Wojskowa gala MMA „Walkę mamy we krwi” to wydarzenie, podczas którego w oktagonie mierzą się najlepsi zawodnicy, na co dzień żołnierze Wojska Polskiego. Jego druga edycja odbędzie się za tydzień, 31 maja. Tym razem oktagon stanie w Ośrodku Sportu i Rekreacji w Gołdapi, gdzie stawią się zarówno żołnierze wojsk operacyjnych, jak i obrony terytorialnej. Każdy z nich możliwość uczestnictwa w gali musiał wywalczyć podczas eliminacji, które na początku miesiąca odbyły się w Akademii Wojsk Lądowych.
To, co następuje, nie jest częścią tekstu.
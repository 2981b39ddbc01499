use std::{
    fmt::{Display, Formatter},
    str::FromStr,
};

use chrono::{Datelike, Months, NaiveDate, NaiveDateTime, NaiveTime, TimeDelta};
use serde_with::{DeserializeFromStr, SerializeDisplay};

use crate::core::error::ParseError;

/// Calendar year-month, the billing cycle key.
///
/// Internally the first day of the month.
#[derive(Clone, Copy, Debug, Eq, Hash, Ord, PartialEq, PartialOrd, SerializeDisplay, DeserializeFromStr)]
#[must_use]
pub struct Period(NaiveDate);

impl Period {
    /// `None` for months chrono cannot represent together with the following month.
    pub fn new(year: i32, month: u32) -> Option<Self> {
        NaiveDate::from_ymd_opt(year, month, 1).and_then(Self::from_first_day)
    }

    fn from_first_day(first_day: NaiveDate) -> Option<Self> {
        first_day.checked_add_months(Months::new(1)).map(|_| Self(first_day))
    }

    /// The period that contains the timestamp.
    pub fn containing(at: NaiveDateTime) -> Option<Self> {
        Self::new(at.year(), at.month())
    }

    /// Midnight of the first day.
    #[must_use]
    pub const fn first_instant(self) -> NaiveDateTime {
        self.0.and_time(NaiveTime::MIN)
    }

    /// The last whole second of the last day.
    #[must_use]
    pub fn last_instant(self) -> NaiveDateTime {
        // The following month is checked on construction.
        (self.0 + Months::new(1)).and_time(NaiveTime::MIN) - TimeDelta::seconds(1)
    }
}

impl Display for Period {
    fn fmt(&self, f: &mut Formatter<'_>) -> std::fmt::Result {
        write!(f, "{}", self.0.format("%Y-%m"))
    }
}

impl FromStr for Period {
    type Err = ParseError;

    fn from_str(s: &str) -> Result<Self, Self::Err> {
        let s = s.trim();
        NaiveDate::parse_from_str(&format!("{s}-01"), "%Y-%m-%d")
            .ok()
            .and_then(Self::from_first_day)
            .ok_or_else(|| ParseError::Period(s.to_owned()))
    }
}
use bon::Builder;
use chrono::NaiveDate;
use serde::{Deserialize, Serialize};

use crate::core::id::ConsumerId;

#[derive(Clone, Debug, Eq, PartialEq, Serialize, Deserialize, Builder)]
pub struct Consumer {
    pub id: ConsumerId,

    #[builder(into)]
    pub name: String,

    #[builder(into)]
    pub address: Option<String>,

    #[builder(into)]
    pub phone: Option<String>,

    #[builder(into)]
    pub meter_number: Option<String>,

    pub joined_on: NaiveDate,
}

/// Partial consumer edit: only the set fields are changed.
#[derive(Clone, Debug, Default, Builder)]
pub struct ConsumerUpdate {
    #[builder(into)]
    pub name: Option<String>,

    #[builder(into)]
    pub address: Option<String>,

    #[builder(into)]
    pub phone: Option<String>,

    #[builder(into)]
    pub meter_number: Option<String>,
}

impl Consumer {
    pub fn apply(&mut self, update: ConsumerUpdate) {
        if let Some(name) = update.name {
            self.name = name;
        }
        if update.address.is_some() {
            self.address = update.address;
        }
        if update.phone.is_some() {
            self.phone = update.phone;
        }
        if update.meter_number.is_some() {
            self.meter_number = update.meter_number;
        }
    }
}

#[cfg(test)]
mod tests {
    use super::*;

    #[test]
    fn test_apply_keeps_unset_fields() {
        let mut consumer = Consumer::builder()
            .id(ConsumerId(1))
            .name("Meera Iyer")
            .address("Mumbai")
            .phone("9876500001")
            .joined_on(NaiveDate::from_ymd_opt(2024, 8, 1).unwrap())
            .build();
        consumer.apply(ConsumerUpdate::builder().phone("9876500009").meter_number("MTR-7").build());
        assert_eq!(consumer.name, "Meera Iyer");
        assert_eq!(consumer.address.as_deref(), Some("Mumbai"));
        assert_eq!(consumer.phone.as_deref(), Some("9876500009"));
        assert_eq!(consumer.meter_number.as_deref(), Some("MTR-7"));
    }
}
Dzięki temu w akcji będziemy mogli zobaczyć wielu zawodników doskonale znanych kibicom sportów walki. Wśród nich – st. szer. Michała Rogowskiego z 16 Dywizji Zmechanizowanej, który ma na swoim koncie już kilka pojedynków w oktagonie. W walce wieczoru zawodnik zmierzy się z terytorialsem, por. Dawidem Kotewiczem. Reprezentację zarówno WOT-u, jak i 16 DZ zobaczymy również w tzw. co-main evencie. Wówczas to szer. Sara Jóźwiak, wicemistrzyni Europy w MMA, stanie naprzeciwko szer. Doroty Kozakiewicz. Natomiast walka towarzysząca, czyli tzw. superfight, odbędzie się w formule bokserskiej. Rękawice skrzyżują st. szer. Stanisław Gibadło z 6 Batalionu Powietrznodesantowego, który ma na swoim koncie siedem zawodowych walk (wszystkie wygrane), i st. szer. Janusz Rapacz z 6 Batalionu Dowodzenia.
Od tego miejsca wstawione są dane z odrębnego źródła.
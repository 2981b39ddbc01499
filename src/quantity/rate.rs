use std::fmt::{Debug, Display, Formatter};

use crate::quantity::Quantity;

/// Price of a single metered unit.
pub type UnitRate = Quantity<-1, 1>;

impl Display for UnitRate {
    fn fmt(&self, f: &mut Formatter<'_>) -> std::fmt::Result {
        write!(f, "{}/unit", self.0)
    }
}

impl Debug for UnitRate {
    fn fmt(&self, f: &mut Formatter<'_>) -> std::fmt::Result {
        write!(f, "{}/u", self.0)
    }
}
#![allow(unused_imports)]

pub use anyhow::{Context, Error, bail, ensure};
pub use tracing::{Level, debug, error, info, instrument, warn};

pub type Result<T = (), E = Error> = anyhow::Result<T, E>;
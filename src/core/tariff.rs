pub mod slab;

use std::fmt::{Display, Formatter};

use serde::{Deserialize, Serialize};

pub use self::slab::{Slab, SlabThreshold, parse_slabs};
use crate::{
    core::error::{ParseError, TariffError},
    quantity::{cost::Cost, proportion::TaxRate, units::Units},
};

/// Slab tariff with a fixed charge and tax.
///
/// The tariff is versionless: a bill is always priced with the tariff in force at the time of
/// generation.
#[derive(Clone, Debug, PartialEq, Eq, Serialize, Deserialize)]
#[serde(try_from = "UncheckedTariff")]
pub struct Tariff {
    slabs: Vec<Slab>,
    fixed_charge: Cost,
    tax_rate: TaxRate,
}

impl Default for Tariff {
    fn default() -> Self {
        Self {
            slabs: vec![Slab::bounded(100, 3.5), Slab::bounded(200, 4.5), Slab::unbounded(6.0)],
            fixed_charge: Cost::from(50.0),
            tax_rate: TaxRate::default(),
        }
    }
}

impl Tariff {
    pub fn try_new(slabs: Vec<Slab>, fixed_charge: Cost, tax_rate: TaxRate) -> Result<Self, ParseError> {
        Self::validate_slabs(&slabs)?;
        Self::validate_fixed_charge(fixed_charge)?;
        Ok(Self { slabs, fixed_charge, tax_rate })
    }

    /// Replace the slabs, keeping the fixed charge and tax.
    pub fn with_slabs(self, slabs: Vec<Slab>) -> Result<Self, ParseError> {
        Self::try_new(slabs, self.fixed_charge, self.tax_rate)
    }

    /// Replace the slabs from the textual specification, see [`parse_slabs`].
    pub fn with_slab_specification(self, specification: &str) -> Result<Self, ParseError> {
        self.with_slabs(parse_slabs(specification)?)
    }

    pub fn with_fixed_charge(self, fixed_charge: Cost) -> Result<Self, ParseError> {
        Self::try_new(self.slabs, fixed_charge, self.tax_rate)
    }

    #[must_use]
    pub const fn with_tax_rate(mut self, tax_rate: TaxRate) -> Self {
        self.tax_rate = tax_rate;
        self
    }

    #[must_use]
    pub fn slabs(&self) -> &[Slab] {
        &self.slabs
    }

    pub const fn fixed_charge(&self) -> Cost {
        self.fixed_charge
    }

    pub const fn tax_rate(&self) -> TaxRate {
        self.tax_rate
    }

    /// Energy charge for the consumed units, excluding the fixed charge and tax.
    ///
    /// Slab thresholds are incremental: each slab prices the next `threshold` units above
    /// the preceding ones. Units beyond a tariff without an unbounded slab are not charged.
    pub fn calculate(&self, consumed: Units) -> Cost {
        let mut remaining = consumed;
        let mut charge = Cost::ZERO;
        for slab in &self.slabs {
            if remaining == Units::ZERO {
                break;
            }
            let taken = slab.take(remaining);
            charge += taken * slab.rate;
            remaining -= taken;
        }
        charge
    }

    fn validate_slabs(slabs: &[Slab]) -> Result<(), TariffError> {
        if slabs.is_empty() {
            return Err(TariffError::NoSlabs);
        }
        if let Some(position) = slabs[..slabs.len() - 1].iter().position(|slab| slab.is_unbounded()) {
            return Err(TariffError::UnboundedNotLast { position });
        }
        Ok(())
    }

    fn validate_fixed_charge(fixed_charge: Cost) -> Result<(), ParseError> {
        if fixed_charge.is_finite() && !fixed_charge.is_negative() {
            Ok(())
        } else {
            Err(ParseError::Amount(fixed_charge.0.0))
        }
    }
}

impl Display for Tariff {
    fn fmt(&self, f: &mut Formatter<'_>) -> std::fmt::Result {
        for slab in &self.slabs {
            write!(f, "[{slab}]")?;
        }
        write!(f, " fixed:{} tax:{}", self.fixed_charge, self.tax_rate)
    }
}

#[derive(Deserialize)]
struct UncheckedTariff {
    slabs: Vec<Slab>,
    fixed_charge: Cost,
    tax_rate: TaxRate,
}

impl TryFrom<UncheckedTariff> for Tariff {
    type Error = ParseError;

    fn try_from(unchecked: UncheckedTariff) -> Result<Self, Self::Error> {
        Self::try_new(unchecked.slabs, unchecked.fixed_charge, unchecked.tax_rate)
    }
}
use std::{
    fmt::{Debug, Display, Formatter},
    ops::Mul,
};

use crate::quantity::{Quantity, proportion::TaxRate};

/// Monetary amount in the tariff's (single) currency.
pub type Cost = Quantity<0, 1>;

impl Display for Cost {
    fn fmt(&self, f: &mut Formatter<'_>) -> std::fmt::Result {
        write!(f, "{:.2}", self.0)
    }
}

impl Debug for Cost {
    fn fmt(&self, f: &mut Formatter<'_>) -> std::fmt::Result {
        write!(f, "{:.4}", self.0)
    }
}

impl Mul<TaxRate> for Cost {
    type Output = Self;

    fn mul(self, rhs: TaxRate) -> Self::Output {
        self * rhs.fraction()
    }
}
Organizatorami wydarzenia są Ministerstwo Oborny Narodowej i 18 Dywizja Zmechanizowana. – Kiedy rozpoczynało się formowanie 18 Dywizji, moim celem było, aby wszystkie jednostki postawiły na szkolenie z walki w bliskim kontakcie. Uważam, że sporty walki powinny być w wojsku powszechne. One wymagają pokonania własnych słabości, dodają odwagi, pewności siebie, a to nieodzowny element służby wojskowej – mówił podczas spotkania z dziennikarzami gen. dyw. Jarosław Gromadziński, dowódca Żelaznej Dywizji. Dodał, że nie zawsze liczy się wynik pojedynku, lecz sam fakt, że podjęło się rękawice. – Dopóki walczysz, jesteś zwycięzcą – podkreślił generał. Zaznaczył także, że żołnierze, których zobaczymy na gali, są niejako „symbolami swoich jednostek”, pokazują, że można nie tylko łączyć służbę z pasją, lecz także ją w wojsku rozwijać.
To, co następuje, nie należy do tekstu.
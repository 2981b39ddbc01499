use clap::{Parser, Subcommand};

use crate::{
    core::bill::BillCharges,
    db::State,
    prelude::*,
    quantity::{cost::Cost, proportion::TaxRate, units::Units},
    tables::{build_charges_table, build_tariff_table},
};

#[derive(Parser)]
pub struct TariffArgs {
    #[command(subcommand)]
    command: TariffCommand,
}

impl TariffArgs {
    /// Edits replace the tariff only when the new value is valid as a whole.
    pub fn run(self, state: &mut State) -> Result {
        match self.command {
            TariffCommand::Show => {}
            TariffCommand::SetSlabs { specification } => {
                state.tariff = state.tariff.clone().with_slab_specification(&specification)?;
            }
            TariffCommand::SetFixedCharge { amount } => {
                state.tariff = state.tariff.clone().with_fixed_charge(Cost::from(amount))?;
            }
            TariffCommand::SetTaxRate { fraction } => {
                state.tariff = state.tariff.clone().with_tax_rate(TaxRate::try_from(fraction)?);
            }
            TariffCommand::Preview { units } => {
                let charges = BillCharges::compute(&state.tariff, units);
                info!(%units, total = %charges.total, "preview");
                println!("{}", build_charges_table(&charges));
                return Ok(());
            }
        }
        info!(tariff = %state.tariff, "tariff");
        println!("{}", build_tariff_table(&state.tariff));
        Ok(())
    }
}

#[derive(Subcommand)]
enum TariffCommand {
    /// Show the slabs, the fixed charge, and the tax rate.
    Show,

    /// Replace the slabs, for example `100:3.5,200:4.5,inf:6.0`.
    ///
    /// Thresholds are slab widths. The last slab may be unbounded: `inf`, `infty`, or `above`.
    SetSlabs { specification: String },

    /// Set the fixed charge added to every bill.
    SetFixedCharge { amount: f64 },

    /// Set the tax rate as a fraction, for example `0.05`.
    SetTaxRate { fraction: f64 },

    /// Price the consumption with the current tariff without billing anyone.
    Preview { units: Units },
}
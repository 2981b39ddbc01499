mod bill;
mod consumer;
mod reading;
mod report;
mod tariff;

use std::path::PathBuf;

use chrono::NaiveDateTime;
use clap::{Parser, Subcommand};

use crate::{
    cli::{
        bill::BillArgs,
        consumer::ConsumerArgs,
        reading::ReadingArgs,
        report::ReportArgs,
        tariff::TariffArgs,
    },
    core::error::ParseError,
    db::State,
    fmt::TIMESTAMP_FORMAT,
    prelude::*,
};

#[derive(Parser)]
#[command(author, version, about, propagate_version = true)]
#[must_use]
pub struct Args {
    /// Directory with the consumers, readings, bills, and the tariff.
    #[clap(long = "data-dir", env = "BILLING_DATA_DIR", default_value = ".")]
    pub data_dir: PathBuf,

    #[command(subcommand)]
    pub command: Command,
}

#[derive(Subcommand)]
pub enum Command {
    /// Manage consumers.
    Consumer(ConsumerArgs),

    /// Record and inspect meter readings.
    Reading(ReadingArgs),

    /// Generate, inspect, and pay bills.
    Bill(BillArgs),

    /// Billing reports.
    Report(ReportArgs),

    /// Inspect and edit the tariff.
    Tariff(TariffArgs),
}

impl Command {
    pub fn run(self, state: &mut State, now: NaiveDateTime) -> Result {
        match self {
            Self::Consumer(args) => args.run(state, now),
            Self::Reading(args) => args.run(state, now),
            Self::Bill(args) => args.run(state, now),
            Self::Report(args) => args.run(state),
            Self::Tariff(args) => args.run(state),
        }
    }
}

fn parse_timestamp(text: &str) -> Result<NaiveDateTime, ParseError> {
    NaiveDateTime::parse_from_str(text.trim(), TIMESTAMP_FORMAT)
        .map_err(|_| ParseError::Timestamp(text.to_owned()))
}
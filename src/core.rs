pub mod bill;
pub mod consumer;
pub mod error;
pub mod generator;
pub mod id;
pub mod ledger;
pub mod period;
pub mod reading;
pub mod reconciler;
pub mod register;
pub mod tariff;
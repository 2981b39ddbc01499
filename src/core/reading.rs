use chrono::NaiveDateTime;
use serde::{Deserialize, Serialize};

use crate::{core::id::ConsumerId, quantity::units::Units};

/// Cumulative meter value at a point in time.
#[derive(Clone, Copy, Debug, Eq, PartialEq, Serialize, Deserialize)]
pub struct MeterReading {
    pub consumer_id: ConsumerId,
    pub at: NaiveDateTime,
    pub units: Units,
}

/// Readings of a single meter, always sorted by timestamp.
///
/// Readings with equal timestamps keep their insertion order.
#[derive(Clone, Debug, Default, derive_more::Deref)]
pub struct MeterReadings(Vec<MeterReading>);

impl MeterReadings {
    pub fn insert(&mut self, reading: MeterReading) {
        let index = self.0.partition_point(|existing| existing.at <= reading.at);
        self.0.insert(index, reading);
    }

    /// Units metered between the first and the last reading.
    ///
    /// Zero when there are fewer than two readings, or the meter went backwards.
    pub fn total_consumption(&self) -> Units {
        match self.0.as_slice() {
            [first, .., last] => last.units.saturating_sub(first.units),
            _ => Units::ZERO,
        }
    }
}

impl FromIterator<MeterReading> for MeterReadings {
    fn from_iter<T: IntoIterator<Item = MeterReading>>(iter: T) -> Self {
        let mut readings: Vec<_> = iter.into_iter().collect();
        readings.sort_by_key(|reading| reading.at);
        Self(readings)
    }
}

impl Extend<MeterReading> for MeterReadings {
    fn extend<T: IntoIterator<Item = MeterReading>>(&mut self, iter: T) {
        for reading in iter {
            self.insert(reading);
        }
    }
}
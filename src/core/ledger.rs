use chrono::{NaiveDate, NaiveDateTime};

use crate::{
    core::{
        bill::Bill,
        error::{DuplicateBill, PaymentError},
        id::{BillId, ConsumerId},
        period::Period,
    },
    db::repository::{InMemory, Repository},
};

/// Issued bills, at most one per consumer and period.
#[derive(Default)]
pub struct BillLedger<R = InMemory<BillId, Bill>> {
    bills: R,
}

impl<R: Repository<BillId, Bill>> BillLedger<R> {
    pub fn insert(&mut self, bill: Bill) -> Result<(), DuplicateBill> {
        if let Some(existing) = self.find(bill.consumer_id, bill.period) {
            return Err(DuplicateBill {
                existing: existing.id,
                consumer_id: bill.consumer_id,
                period: bill.period,
            });
        }
        self.bills.insert(bill.id, bill);
        Ok(())
    }

    #[must_use]
    pub fn get(&self, id: BillId) -> Option<&Bill> {
        self.bills.get(&id)
    }

    #[must_use]
    pub fn find(&self, consumer_id: ConsumerId, period: Period) -> Option<&Bill> {
        self.bills.values().find(|bill| bill.consumer_id == consumer_id && bill.period == period)
    }

    pub(crate) fn find_mut(&mut self, consumer_id: ConsumerId, period: Period) -> Option<&mut Bill> {
        self.bills.values_mut().find(|bill| bill.consumer_id == consumer_id && bill.period == period)
    }

    /// Record the payment. Fails if the bill is missing or already paid.
    pub fn mark_paid(&mut self, id: BillId, at: NaiveDateTime) -> Result<&Bill, PaymentError> {
        let bill = self.bills.get_mut(&id).ok_or(PaymentError::NotFound(id))?;
        bill.mark_paid(at)?;
        Ok(bill)
    }

    #[must_use]
    pub fn has_bills_for(&self, consumer_id: ConsumerId) -> bool {
        self.bills.values().any(|bill| bill.consumer_id == consumer_id)
    }

    pub fn iter(&self) -> impl Iterator<Item = &Bill> {
        self.bills.values()
    }

    pub fn filter<'a>(&'a self, filter: &'a BillFilter) -> impl Iterator<Item = &'a Bill> {
        self.iter().filter(|bill| filter.matches(bill))
    }
}

/// Bill enumeration criteria. Unset criteria match everything.
#[derive(Clone, Debug, Default, bon::Builder)]
pub struct BillFilter {
    pub paid: Option<bool>,
    pub consumer_id: Option<ConsumerId>,

    /// Inclusive.
    pub from_period: Option<Period>,

    /// Inclusive.
    pub to_period: Option<Period>,

    /// Inclusive, by the generation date.
    pub generated_from: Option<NaiveDate>,

    /// Inclusive, by the generation date.
    pub generated_to: Option<NaiveDate>,
}

impl BillFilter {
    #[must_use]
    pub fn matches(&self, bill: &Bill) -> bool {
        let generated_on = bill.generated_at.date();
        self.paid.is_none_or(|paid| bill.is_paid() == paid)
            && self.consumer_id.is_none_or(|consumer_id| bill.consumer_id == consumer_id)
            && self.from_period.is_none_or(|from| bill.period >= from)
            && self.to_period.is_none_or(|to| bill.period <= to)
            && self.generated_from.is_none_or(|from| generated_on >= from)
            && self.generated_to.is_none_or(|to| generated_on <= to)
    }
}

#[cfg(test)]
mod tests {
    use super::*;
    use crate::{
        core::{bill::BillCharges, tariff::Tariff},
        quantity::units::Units,
    };

    fn at(month: u32, day: u32) -> NaiveDateTime {
        NaiveDate::from_ymd_opt(2025, month, day).unwrap().and_hms_opt(9, 0, 0).unwrap()
    }

    fn bill(id: u64, consumer_id: u64, month: u32) -> Bill {
        Bill::builder()
            .id(BillId(id))
            .consumer_id(ConsumerId(consumer_id))
            .period(Period::new(2025, month).unwrap())
            .charges(BillCharges::compute(&Tariff::default(), Units(100)))
            .generated_at(at(month + 1, 2))
            .build()
    }

    fn ledger() -> BillLedger {
        let mut ledger: BillLedger = BillLedger::default();
        ledger.insert(bill(1, 1, 6)).unwrap();
        ledger.insert(bill(2, 2, 6)).unwrap();
        ledger.insert(bill(3, 1, 7)).unwrap();
        ledger.insert(bill(4, 1, 8)).unwrap();
        ledger
    }

    fn ids<'a>(bills: impl Iterator<Item = &'a Bill>) -> Vec<u64> {
        bills.map(|bill| bill.id.0).collect()
    }

    #[test]
    fn test_insert_rejects_duplicate_period() {
        let mut ledger = ledger();
        assert_eq!(
            ledger.insert(bill(5, 1, 7)),
            Err(DuplicateBill {
                existing: BillId(3),
                consumer_id: ConsumerId(1),
                period: Period::new(2025, 7).unwrap(),
            }),
        );
        assert!(ledger.get(BillId(5)).is_none());
    }

    #[test]
    fn test_find() {
        let ledger = ledger();
        assert_eq!(ledger.find(ConsumerId(2), Period::new(2025, 6).unwrap()).map(|bill| bill.id), Some(BillId(2)));
        assert!(ledger.find(ConsumerId(2), Period::new(2025, 7).unwrap()).is_none());
    }

    #[test]
    fn test_mark_paid() {
        let mut ledger = ledger();
        assert!(ledger.mark_paid(BillId(2), at(7, 10)).unwrap().is_paid());
        assert_eq!(
            ledger.mark_paid(BillId(2), at(7, 11)),
            Err(PaymentError::AlreadyPaid { id: BillId(2), paid_at: at(7, 10) }),
        );
        assert_eq!(ledger.mark_paid(BillId(42), at(7, 11)), Err(PaymentError::NotFound(BillId(42))));
    }

    #[test]
    fn test_filter() {
        let mut ledger = ledger();
        ledger.mark_paid(BillId(1), at(7, 10)).unwrap();

        assert_eq!(ids(ledger.filter(&BillFilter::default())), [1, 2, 3, 4]);
        assert_eq!(ids(ledger.filter(&BillFilter::builder().paid(false).build())), [2, 3, 4]);
        assert_eq!(ids(ledger.filter(&BillFilter::builder().paid(true).build())), [1]);
        assert_eq!(
            ids(ledger.filter(&BillFilter::builder().consumer_id(ConsumerId(1)).build())),
            [1, 3, 4],
        );
        assert_eq!(
            ids(ledger.filter(
                &BillFilter::builder()
                    .from_period(Period::new(2025, 7).unwrap())
                    .to_period(Period::new(2025, 7).unwrap())
                    .build()
            )),
            [3],
        );
        assert_eq!(
            ids(ledger.filter(
                &BillFilter::builder()
                    .generated_from(NaiveDate::from_ymd_opt(2025, 8, 1).unwrap())
                    .generated_to(NaiveDate::from_ymd_opt(2025, 8, 2).unwrap())
                    .build()
            )),
            [3],
        );
    }

    #[test]
    fn test_has_bills_for() {
        let ledger = ledger();
        assert!(ledger.has_bills_for(ConsumerId(2)));
        assert!(!ledger.has_bills_for(ConsumerId(3)));
    }
}
use serde_json::Value;
use std::collections::BTreeMap;

use crate::query_builder::Row;

/// A fetched row tagged with the entity type it belongs to
#[derive(Debug, Clone, PartialEq)]
pub struct TypedRow {
    pub type_name: String,
    pub fields: Row,
}

impl TypedRow {
    pub fn new(type_name: &str, fields: Row) -> Self {
        TypedRow {
            type_name: type_name.to_string(),
            fields,
        }
    }

    pub fn get(&self, column: &str) -> &Value {
        self.fields.get(column).unwrap_or(&Value::Null)
    }

    pub fn key(&self, column: &str) -> Option<i64> {
        row_key(&self.fields, column)
    }
}

/// Integer key stored in `column`; numeric strings are accepted
pub fn row_key(row: &Row, column: &str) -> Option<i64> {
    match row.get(column)? {
        Value::Number(n) => n
            .as_i64()
            .or_else(|| n.as_f64().filter(|f| f.fract() == 0.0).map(|f| f as i64)),
        Value::String(s) => s.trim().parse().ok(),
        _ => None,
    }
}

/// Child rows of one relation, grouped by parent key
#[derive(Debug, Clone, Default, PartialEq)]
pub struct Buffer {
    entries: BTreeMap<i64, Vec<TypedRow>>,
}

impl Buffer {
    /// Make `parent` known even if it ends up without children
    pub fn ensure(&mut self, parent: i64) {
        self.entries.entry(parent).or_default();
    }

    pub fn append(&mut self, parent: i64, row: TypedRow) {
        self.entries.entry(parent).or_default().push(row);
    }

    pub fn rows(&self, parent: i64) -> &[TypedRow] {
        self.entries.get(&parent).map(Vec::as_slice).unwrap_or(&[])
    }

    pub fn rows_mut(&mut self) -> impl Iterator<Item = &mut Vec<TypedRow>> {
        self.entries.values_mut()
    }

    /// Take over the entries of `other`; existing parents are kept
    pub fn merge(&mut self, other: Buffer) {
        for (parent, rows) in other.entries {
            self.entries.entry(parent).or_insert(rows);
        }
    }

    pub fn len(&self) -> usize {
        self.entries.len()
    }

    pub fn is_empty(&self) -> bool {
        self.entries.is_empty()
    }
}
Z kolei gen. dyw. Krzysztof Radomski, dowódca 16 Dywizji Zmechanizowanej, zaprosił wszystkich do udziału w pikniku, który będzie towarzyszył sportowej rywalizacji. A ten rozpocznie się o godzinie 13.00 przy ul. Partyzantów 31 w Gołdapi. Będzie to okazja do obejrzenia wojskowego sprzętu, jakim żołnierze posługują się w czasie służby, czy spróbowania grochówki, a także do wspólnego treningu ze sportowcami w mundurach. Trening boksu poprowadzą pięściarki, wielokrotne medalistki m.in. mistrzostw Polski, szer. Sandra Drabik i szer. Agata Kaczmarska. Tajniki zapasów zdradzą medalistki igrzysk olimpijskich, kpr. Monika Michalik i kpr. Agnieszka Wieszczek-Kordus, a lekkoatleta kpr. Marcin Lewandowski zachęci do aktywności, prowadząc tzw. rozruch. Natomiast najmłodsi goście pikniku, pod okiem sprintera st. kpr. Kamila Masztaka, będą mogli sprawdzić się na przygotowanym specjalnie dla nich torze przeszkód.
Dowódca 16 Dywizji zachęca, aby osoby, które zdecydują się na udział w wydarzeniu, skorzystały także z okazji do rozmowy z żołnierzami o ich codziennych obowiązkach. Jest to szczególnie istotne, bowiem od kilku dni trwa nabór do dobrowolnej zasadniczej służby wojskowej. – To bardzo elastyczna formuła, która nie ma nic wspólnego z tą służbą zasadniczą, którą znamy sprzed lat. Każdy, kto się na nią zdecyduje, po 28-dniowym szkoleniu będzie mógł sam wybrać, w jakiej jednostce będzie służył, otrzyma także uposażenie w wysokości ponad 4500 zł. Nie będzie musiał mieszkać w koszarach, co pozwoli mu pogodzić obowiązki służbowe z życiem rodzinnym – mówił. Generał zaznaczył także, że zainteresowanie tą formą służby jest bardzo duże, co udowodnili uczestnicy pikników, które w sobotę odbywały się na trenie całego kraju. Dwa z nich, w Ełku i Nidzicy, zorganizowała właśnie 16 Dywizja. – Mimo kiepskiej pogody aż 300 osób złożyło wnioski o powołanie do dobrowolnej zasadniczej służby wojskowej – podkreślił.